§ **Your goal**: Reproduce all entries precisely as they are written.

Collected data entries
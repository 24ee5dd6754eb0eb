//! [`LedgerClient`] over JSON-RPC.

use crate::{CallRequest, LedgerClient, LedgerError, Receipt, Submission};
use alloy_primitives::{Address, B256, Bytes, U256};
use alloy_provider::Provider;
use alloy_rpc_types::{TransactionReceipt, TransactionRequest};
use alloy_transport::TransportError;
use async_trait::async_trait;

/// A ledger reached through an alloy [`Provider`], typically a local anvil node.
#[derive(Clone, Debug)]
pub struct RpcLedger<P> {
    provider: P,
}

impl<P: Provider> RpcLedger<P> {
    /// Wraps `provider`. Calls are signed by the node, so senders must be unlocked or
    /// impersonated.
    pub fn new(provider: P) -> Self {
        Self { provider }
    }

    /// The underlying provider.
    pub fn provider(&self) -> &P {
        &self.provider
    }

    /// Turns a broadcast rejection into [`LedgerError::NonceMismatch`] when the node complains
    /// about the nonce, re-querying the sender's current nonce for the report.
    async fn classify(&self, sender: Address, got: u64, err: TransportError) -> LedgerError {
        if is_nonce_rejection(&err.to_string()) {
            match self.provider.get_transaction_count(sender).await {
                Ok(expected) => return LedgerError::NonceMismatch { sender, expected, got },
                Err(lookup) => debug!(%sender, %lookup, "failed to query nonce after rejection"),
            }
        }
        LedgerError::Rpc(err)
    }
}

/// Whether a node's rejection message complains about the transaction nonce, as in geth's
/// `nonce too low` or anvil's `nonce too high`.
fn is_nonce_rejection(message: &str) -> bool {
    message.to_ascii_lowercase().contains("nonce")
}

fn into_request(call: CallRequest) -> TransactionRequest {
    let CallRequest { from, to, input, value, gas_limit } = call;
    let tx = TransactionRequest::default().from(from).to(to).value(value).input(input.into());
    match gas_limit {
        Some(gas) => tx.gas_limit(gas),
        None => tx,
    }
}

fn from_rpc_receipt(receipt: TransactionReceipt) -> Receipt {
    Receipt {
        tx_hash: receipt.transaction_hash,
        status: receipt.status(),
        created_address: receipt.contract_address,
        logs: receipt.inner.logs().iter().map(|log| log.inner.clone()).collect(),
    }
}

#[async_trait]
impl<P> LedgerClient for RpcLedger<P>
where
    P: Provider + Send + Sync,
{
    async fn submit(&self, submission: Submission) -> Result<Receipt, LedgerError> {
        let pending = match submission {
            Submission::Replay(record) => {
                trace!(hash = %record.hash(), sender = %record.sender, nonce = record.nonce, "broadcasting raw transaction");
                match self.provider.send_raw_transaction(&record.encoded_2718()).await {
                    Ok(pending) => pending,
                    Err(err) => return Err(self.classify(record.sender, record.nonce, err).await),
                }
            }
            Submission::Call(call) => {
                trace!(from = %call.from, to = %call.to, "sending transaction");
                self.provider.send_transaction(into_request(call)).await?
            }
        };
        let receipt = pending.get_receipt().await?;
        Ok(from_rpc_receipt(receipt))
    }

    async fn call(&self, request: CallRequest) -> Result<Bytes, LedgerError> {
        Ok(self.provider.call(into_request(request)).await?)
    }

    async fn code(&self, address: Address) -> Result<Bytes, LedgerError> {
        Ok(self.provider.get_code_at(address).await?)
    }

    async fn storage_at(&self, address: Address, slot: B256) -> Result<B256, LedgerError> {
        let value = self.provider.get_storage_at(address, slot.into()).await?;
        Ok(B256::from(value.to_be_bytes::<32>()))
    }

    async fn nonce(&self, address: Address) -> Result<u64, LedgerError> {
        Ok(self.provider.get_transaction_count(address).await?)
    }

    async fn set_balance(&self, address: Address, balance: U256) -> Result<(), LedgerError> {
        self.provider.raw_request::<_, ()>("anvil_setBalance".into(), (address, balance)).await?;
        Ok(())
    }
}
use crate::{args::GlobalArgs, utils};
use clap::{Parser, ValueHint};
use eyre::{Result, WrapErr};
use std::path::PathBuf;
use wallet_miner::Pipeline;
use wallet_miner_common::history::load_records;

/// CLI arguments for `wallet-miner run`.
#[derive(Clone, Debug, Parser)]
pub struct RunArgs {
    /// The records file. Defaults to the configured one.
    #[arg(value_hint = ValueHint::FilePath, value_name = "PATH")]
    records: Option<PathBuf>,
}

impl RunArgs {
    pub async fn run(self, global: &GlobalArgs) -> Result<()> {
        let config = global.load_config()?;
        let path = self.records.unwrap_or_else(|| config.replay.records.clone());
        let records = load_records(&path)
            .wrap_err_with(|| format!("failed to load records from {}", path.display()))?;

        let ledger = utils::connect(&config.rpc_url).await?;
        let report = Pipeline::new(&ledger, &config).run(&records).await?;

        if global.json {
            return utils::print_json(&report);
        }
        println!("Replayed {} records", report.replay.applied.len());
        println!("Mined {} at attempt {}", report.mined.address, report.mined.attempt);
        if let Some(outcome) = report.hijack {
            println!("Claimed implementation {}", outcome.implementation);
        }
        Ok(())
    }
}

§ **Completed exercise**:
repository 24ee5dd6754eb0eb
//! [`LedgerClient`] over JSON-RPC.

use crate::{CallRequest, LedgerClient, LedgerError, Receipt, Submission};
use alloy_primitives::{Address, B256, Bytes, U256};
use alloy_provider::Provider;
use alloy_rpc_types::{TransactionReceipt, TransactionRequest};
use alloy_transport::TransportError;
use async_trait::async_trait;

/// A ledger reached through an alloy [`Provider`], typically a local anvil node.
#[derive(Clone, Debug)]
pub struct RpcLedger<P> {
    provider: P,
}

impl<P: Provider> RpcLedger<P> {
    /// Wraps `provider`. Calls are signed by the node, so senders must be unlocked or
    /// impersonated.
    pub fn new(provider: P) -> Self {
        Self { provider }
    }

    /// The underlying provider.
    pub fn provider(&self) -> &P {
        &self.provider
    }

    /// Turns a broadcast rejection into [`LedgerError::NonceMismatch`] when the node complains
    /// about the nonce, re-querying the sender's current nonce for the report.
    async fn classify(&self, sender: Address, got: u64, err: TransportError) -> LedgerError {
        if is_nonce_rejection(&err.to_string()) {
            match self.provider.get_transaction_count(sender).await {
                Ok(expected) => return LedgerError::NonceMismatch { sender, expected, got },
                Err(lookup) => debug!(%sender, %lookup, "failed to query nonce after rejection"),
            }
        }
        LedgerError::Rpc(err)
    }
}

/// Whether a node's rejection message complains about the transaction nonce, as in geth's
/// `nonce too low` or anvil's `nonce too high`.
fn is_nonce_rejection(message: &str) -> bool {
    message.to_ascii_lowercase().contains("nonce")
}

fn into_request(call: CallRequest) -> TransactionRequest {
    let CallRequest { from, to, input, value, gas_limit } = call;
    let tx = TransactionRequest::default().from(from).to(to).value(value).input(input.into());
    match gas_limit {
        Some(gas) => tx.gas_limit(gas),
        None => tx,
    }
}

fn from_rpc_receipt(receipt: TransactionReceipt) -> Receipt {
    Receipt {
        tx_hash: receipt.transaction_hash,
        status: receipt.status(),
        created_address: receipt.contract_address,
        logs: receipt.inner.logs().iter().map(|log| log.inner.clone()).collect(),
    }
}

#[async_trait]
impl<P> LedgerClient for RpcLedger<P>
where
    P: Provider + Send + Sync,
{
    async fn submit(&self, submission: Submission) -> Result<Receipt, LedgerError> {
        let pending = match submission {
            Submission::Replay(record) => {
                trace!(hash = %record.hash(), sender = %record.sender, nonce = record.nonce, "broadcasting raw transaction");
                match self.provider.send_raw_transaction(&record.encoded_2718()).await {
                    Ok(pending) => pending,
                    Err(err) => return Err(self.classify(record.sender, record.nonce, err).await),
                }
            }
            Submission::Call(call) => {
                trace!(from = %call.from, to = %call.to, "sending transaction");
                self.provider.send_transaction(into_request(call)).await?
            }
        };
        let receipt = pending.get_receipt().await?;
        Ok(from_rpc_receipt(receipt))
    }

    async fn call(&self, request: CallRequest) -> Result<Bytes, LedgerError> {
        Ok(self.provider.call(into_request(request)).await?)
    }

    async fn code(&self, address: Address) -> Result<Bytes, LedgerError> {
        Ok(self.provider.get_code_at(address).await?)
    }

    async fn storage_at(&self, address: Address, slot: B256) -> Result<B256, LedgerError> {
        let value = self.provider.get_storage_at(address, slot.into()).await?;
        Ok(B256::from(value.to_be_bytes::<32>()))
    }

    async fn nonce(&self, address: Address) -> Result<u64, LedgerError> {
        Ok(self.provider.get_transaction_count(address).await?)
    }

    async fn set_balance(&self, address: Address, balance: U256) -> Result<(), LedgerError> {
        self.provider.raw_request::<_, ()>("anvil_setBalance".into(), (address, balance)).await?;
        Ok(())
    }
}
use crate::{args::GlobalArgs, utils};
use clap::{Parser, ValueHint};
use eyre::{Result, WrapErr};
use std::path::PathBuf;
use wallet_miner::Pipeline;
use wallet_miner_common::history::load_records;

/// CLI arguments for `wallet-miner run`.
#[derive(Clone, Debug, Parser)]
pub struct RunArgs {
    /// The records file. Defaults to the configured one.
    #[arg(value_hint = ValueHint::FilePath, value_name = "PATH")]
    records: Option<PathBuf>,
}

impl RunArgs {
    pub async fn run(self, global: &GlobalArgs) -> Result<()> {
        let config = global.load_config()?;
        let path = self.records.unwrap_or_else(|| config.replay.records.clone());
        let records = load_records(&path)
            .wrap_err_with(|| format!("failed to load records from {}", path.display()))?;

        let ledger = utils::connect(&config.rpc_url).await?;
        let report = Pipeline::new(&ledger, &config).run(&records).await?;

        if global.json {
            return utils::print_json(&report);
        }
        println!("Replayed {} records", report.replay.applied.len());
        println!("Mined {} at attempt {}", report.mined.address, report.mined.attempt);
        if let Some(outcome) = report.hijack {
            println!("Claimed implementation {}", outcome.implementation);
        }
        Ok(())
    }
}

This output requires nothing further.